The reason for her largesse towards a
relative of the person who had destroyed her career was because it would give
her an opportunity to be revenged on Miss Smart by proxy. As Sheila is a diabetic, this can be achieved
by hiding her insulin syringe, leading to diabetic coma. At the climax, with Perdi shut out of the
house by the paranormal force and Sheila close to unconsciousness, the
full-form apparition of Miss Couper appears and menaces her. She is saved by Miss Smart who appears and by
an act of will forces Miss Couper back (the ghostliness of each signalled by
the wearing of veils covering their faces).
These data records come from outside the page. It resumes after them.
//! ProcessExecutor tests against real subprocesses (unix shells only).
#![cfg(unix)]

use std::collections::HashMap;

use odo_adapter::adapter::OdoAdapter;
use odo_adapter::config::Config;
use odo_adapter::dispatch::cli::{MAX_OUTPUT_BYTES, ProcessExecutor};
use odo_adapter::dispatch::{CommandExecutor, CommandLine, ExecOptions};
use odo_adapter::error::{OdoError, SIGNALLED_EXIT_CODE};

fn sh(script: &str) -> CommandLine {
    CommandLine::new("sh").arg("-c").arg(script)
}

#[test]
fn output_cap_is_bounded() {
    assert!(MAX_OUTPUT_BYTES > 0 && MAX_OUTPUT_BYTES <= 10 * 1024 * 1024);
}

#[test]
fn command_line_display_joins_args() {
    let cmd = CommandLine::new("odo").args(["catalog", "list", "components"]);
    assert_eq!(cmd.to_string(), "odo catalog list components");
}

#[tokio::test]
async fn captures_stdout_verbatim_including_trailing_newline() {
    let result = ProcessExecutor::new()
        .execute(&sh("printf 'odo v0.0.13 (65b5bed8)\\n'"), &ExecOptions::default())
        .await;
    assert!(result.is_success(), "unexpected error: {:?}", result.error);
    assert_eq!(result.stdout, "odo v0.0.13 (65b5bed8)\n");
    assert_eq!(result.stderr.as_deref(), Some(""));
    assert_eq!(result.exit_code, Some(0));
}

#[tokio::test]
async fn non_zero_exit_sets_error_and_keeps_streams() {
    let result = ProcessExecutor::new()
        .execute(
            &sh("echo partial; echo 'not logged in' >&2; exit 3"),
            &ExecOptions::default(),
        )
        .await;
    assert_eq!(result.exit_code, Some(3));
    assert_eq!(result.stdout, "partial\n");
    assert_eq!(
        result.error,
        Some(OdoError::ProcessExit {
            code: 3,
            stderr: "not logged in\n".to_string(),
        })
    );
}

#[tokio::test]
async fn missing_program_reports_spawn_failure() {
    let result = ProcessExecutor::new()
        .execute(
            &CommandLine::new("odo-adapter-test-definitely-missing"),
            &ExecOptions::default(),
        )
        .await;
    let err = result.error.expect("spawn should fail");
    assert!(err.is_spawn_failure());
    assert!(result.stdout.is_empty());
    assert_eq!(result.exit_code, None);
}

#[tokio::test]
async fn options_are_passed_through() {
    let dir = std::env::temp_dir();
    let mut env = HashMap::new();
    env.insert("ODO_ADAPTER_TEST_VAR".to_string(), "hello".to_string());
    let options = ExecOptions {
        working_directory: Some(dir.clone()),
        env,
    };
    let result = ProcessExecutor::new()
        .execute(&sh("echo \"$ODO_ADAPTER_TEST_VAR\"; pwd -P"), &options)
        .await;
    let mut lines = result.stdout.lines();
    assert_eq!(lines.next(), Some("hello"));
    let expected = dir.canonicalize().unwrap();
    assert_eq!(lines.next().map(std::path::PathBuf::from), Some(expected));
}

#[tokio::test]
async fn runaway_output_is_capped() {
    let executor = ProcessExecutor::new().with_max_output_bytes(1024);
    // `yes` itself, not via sh, so the killed process is the direct child.
    let runaway = CommandLine::new("yes").arg("odo");
    let result = executor.execute(&runaway, &ExecOptions::default()).await;
    assert_eq!(result.stdout.len(), 1024);
    assert_eq!(result.exit_code, None);
    assert_eq!(
        result.error,
        Some(OdoError::ProcessExit {
            code: SIGNALLED_EXIT_CODE,
            stderr: String::new(),
        })
    );
}

#[tokio::test]
async fn output_of_exactly_cap_bytes_exits_cleanly() {
    let executor = ProcessExecutor::new().with_max_output_bytes(1024);
    let result = executor
        .execute(
            &sh("head -c 1024 /dev/zero | tr '\\0' a"),
            &ExecOptions::default(),
        )
        .await;
    assert!(result.is_success(), "unexpected error: {:?}", result.error);
    assert_eq!(result.exit_code, Some(0));
    assert_eq!(result.stdout, "a".repeat(1024));
}

#[tokio::test]
async fn one_byte_over_cap_is_truncated_and_killed() {
    let executor = ProcessExecutor::new().with_max_output_bytes(1024);
    let result = executor
        .execute(
            &sh("head -c 1025 /dev/zero | tr '\\0' a; sleep 5"),
            &ExecOptions::default(),
        )
        .await;
    assert_eq!(result.stdout, "a".repeat(1024));
    assert_eq!(result.exit_code, None);
    assert!(!result.is_success());
}

#[tokio::test]
async fn concurrent_invocations_are_independent() {
    let executor = ProcessExecutor::new();
    let options = ExecOptions::default();
    let cmd_a = sh("sleep 0.2; echo a");
    let cmd_b = sh("echo b");
    let (a, b) = tokio::join!(
        executor.execute(&cmd_a, &options),
        executor.execute(&cmd_b, &options),
    );
    assert_eq!(a.stdout, "a\n");
    assert_eq!(b.stdout, "b\n");
}

#[tokio::test]
async fn adapter_end_to_end_with_fake_odo_script() {
    let dir = std::env::temp_dir().join(format!("odo-adapter-e2e-{}", std::process::id()));
    std::fs::create_dir_all(&dir).unwrap();
    let script = dir.join("odo");
    std::fs::write(
        &script,
        "#!/bin/sh\n\
case \"$1\" in\n\
  version) echo 'odo v0.0.17 (deadbeef)' ;;\n\
  catalog) if [ \"$3\" = services ]; then printf 'NAME PLANS\\nmongodb default,large\\n'; \
else printf 'NAME PROJECT TAGS\\nnodejs openshift 8,10,latest\\n'; fi ;;\n\
  *) echo unknown >&2; exit 1 ;;\n\
esac\n",
    )
    .unwrap();
    use std::os::unix::fs::PermissionsExt;
    std::fs::set_permissions(&script, std::fs::Permissions::from_mode(0o755)).unwrap();

    let config = Config {
        odo_path: script.display().to_string(),
        ..Config::default()
    };
    let adapter = OdoAdapter::new(config);

    assert_eq!(adapter.version().await, "0.0.17");
    assert_eq!(adapter.component_types().await, vec!["nodejs"]);
    assert_eq!(
        adapter.component_type_versions("nodejs").await,
        vec!["8", "10", "latest"]
    );
    assert_eq!(adapter.service_templates().await, vec!["mongodb"]);
    assert_eq!(
        adapter.service_template_plans("mongodb").await,
        vec!["default", "large"]
    );

    let raw = adapter
        .execute(&CommandLine::new(adapter.program()).arg("bogus"))
        .await;
    assert_eq!(raw.exit_code, Some(1));

    std::fs::remove_dir_all(&dir).ok();
}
Perdi is able to enter and help Sheila administer her insulin, saving
her and thwarting Miss Couper.
In his programme notes Lang asks who would
have been the ghosts in 1901 if Moberly and Jourdain had really gone back in
time. It would not have been those in
the eighteenth century ‘now’, rather the visitors from its future. But even with their ghostly presence Lang
notes the time-slip is not scary (though to be fair that was not Moberly and
Jourdain’s intention) and says he wanted his play to be scary, hence why he
added the 1968 thread. He was able to
introduce a more conventional kind of ghost, a familiar horror type as seen for
example in The Woman in Black, to
menace the living. But the aim was not
merely to provide a frisson for the
audience, a theme was how each of the three periods featured emancipation of
some kind, but with limited gains for women.
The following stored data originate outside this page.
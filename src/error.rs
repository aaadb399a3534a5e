use thiserror::Error;

/// `ProcessExit` code recorded for a process killed by a signal.
pub const SIGNALLED_EXIT_CODE: i32 = -1;

/// Failures surfaced by the executor or the config layer.
/// Malformed tool output is never one of these: parsers fall back instead.
#[derive(Debug, Clone, Error, PartialEq, Eq)]
pub enum OdoError {
    #[error("failed to spawn {program}: {message}")]
    Spawn { program: String, message: String },

    #[error("process exited with code {code}: {stderr}")]
    ProcessExit { code: i32, stderr: String },

    #[error("io error: {0}")]
    Io(String),

    #[error("config error: {0}")]
    Config(String),
}

impl OdoError {
    /// Returns true when the tool itself could not be started,
    /// typically a missing binary or a bad `ODO_PATH`.
    pub fn is_spawn_failure(&self) -> bool {
        matches!(self, Self::Spawn { .. })
    }

    /// Produce a short message suitable for showing in an editor notification.
    pub fn user_message(&self) -> String {
        match self {
            Self::Spawn { program, .. } => {
                format!("could not run {program}; is it installed and on PATH?")
            }
            Self::ProcessExit { code, stderr } => {
                if stderr.trim().is_empty() {
                    format!("odo exited with code {code}")
                } else {
                    // odo prints usage banners before the actual error line.
                    let preview: String = stderr
                        .trim_end()
                        .chars()
                        .rev()
                        .take(200)
                        .collect::<Vec<_>>()
                        .into_iter()
                        .rev()
                        .collect();
                    let prefix = if preview.len() < stderr.trim_end().len() {
                        "..."
                    } else {
                        ""
                    };
                    format!("odo exited with code {code}: {prefix}{preview}")
                }
            }
            Self::Io(msg) => format!("failed to read odo output: {msg}"),
            Self::Config(msg) => format!("invalid configuration: {msg}"),
        }
    }
}
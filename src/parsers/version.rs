use once_cell::sync::Lazy;
use regex::Regex;

use crate::parsers::OutputParser;

/// Returned whenever no version can be read from the banner.
pub const SENTINEL_VERSION: &str = "0.0.0";

static VERSION_REGEX: Lazy<Regex> =
    Lazy::new(|| Regex::new(r"\d+\.\d+\.\d+").expect("invalid version regex"));

/// Extracts `MAJOR.MINOR.PATCH` from a version banner such as
/// `odo v0.0.13 (65b5bed8)`.
///
/// When built with a program name, the banner must start with that name as
/// a whole token; `odounexpected v0.0.13` is rejected even though it carries
/// a triplet.
#[derive(Debug, Clone)]
pub struct VersionParser {
    program: Option<String>,
}

impl VersionParser {
    /// Require the banner to start with `program`.
    pub fn new(program: impl Into<String>) -> Self {
        Self {
            program: Some(program.into()),
        }
    }

    /// Accept the first triplet anywhere in the text.
    pub fn any() -> Self {
        Self { program: None }
    }

    /// The part of stdout after the program token, if the banner has one.
    fn after_program<'a>(&self, stdout: &'a str) -> Option<&'a str> {
        let Some(program) = self.program.as_deref() else {
            return Some(stdout);
        };
        let rest = stdout.trim_start().strip_prefix(program)?;
        rest.starts_with(char::is_whitespace).then_some(rest)
    }
}

impl OutputParser for VersionParser {
    type Output = String;

    fn parse(&self, stdout: &str) -> String {
        self.after_program(stdout)
            .and_then(|rest| VERSION_REGEX.find(rest))
            .map(|m| m.as_str().to_string())
            .unwrap_or_else(|| SENTINEL_VERSION.to_string())
    }
}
The identification of Miss Martindale with
Charlotte Moberly and Miss Couper with Eleanor Jourdain is so close that the
uninformed viewer would be forgiven for thinking Lang is presenting a scenario
close to the reality. He is of course
free to create any kind of play he likes based on historical events, but his
distorted treatment of Moberly and Jourdain, including murder, is actually
distasteful. Moberly became the first
principal of St Hugh’s College, Oxford, in 1886. Jourdain was her deputy and succeeded her as principal
in 1915, remaining so until her death.
So, while the play has Martindale/Moberly dying violently while in post,
easing the way for Couper/Jourdain, actually Moberly outlived Jourdain. Nor was Jourdain ousted by a younger
academic, leading her to ‘haunt’ the college in her old age, rather she retained
the position until her death. Lang has
used an incident in Jourdain’s career when she ill-advisedly attempted to
dismiss a colleague, which would have likely resulted in her resignation, but
she died of natural causes first. Most
obviously, while the authors used pseudonyms, from the first edition it was
clear that An Adventure was a joint effort, not the product of a single
pen.
Lang paints Martindale as weak and
manipulated by Couper, who is also able to use undue influence on the college
fellows, until Martindale stands up to her, with fatal consequences. But there is no indication the relationship
between Moberly and Jourdain became toxic, and it is implausible that someone
so weak-willed would have managed to achieve such a senior level in an Oxford
college. Nor is it likely the book was a
cynical hoax, the authors knowing the events it depicts were fictional. The content of An Adventure is heavily
contested, but the considerable amount of discussion it has generated since
1911 invariably starts with the assumption they were sincere, even if
mistaken. By playing fast and loose with
the facts, Lang has done their memory a disservice.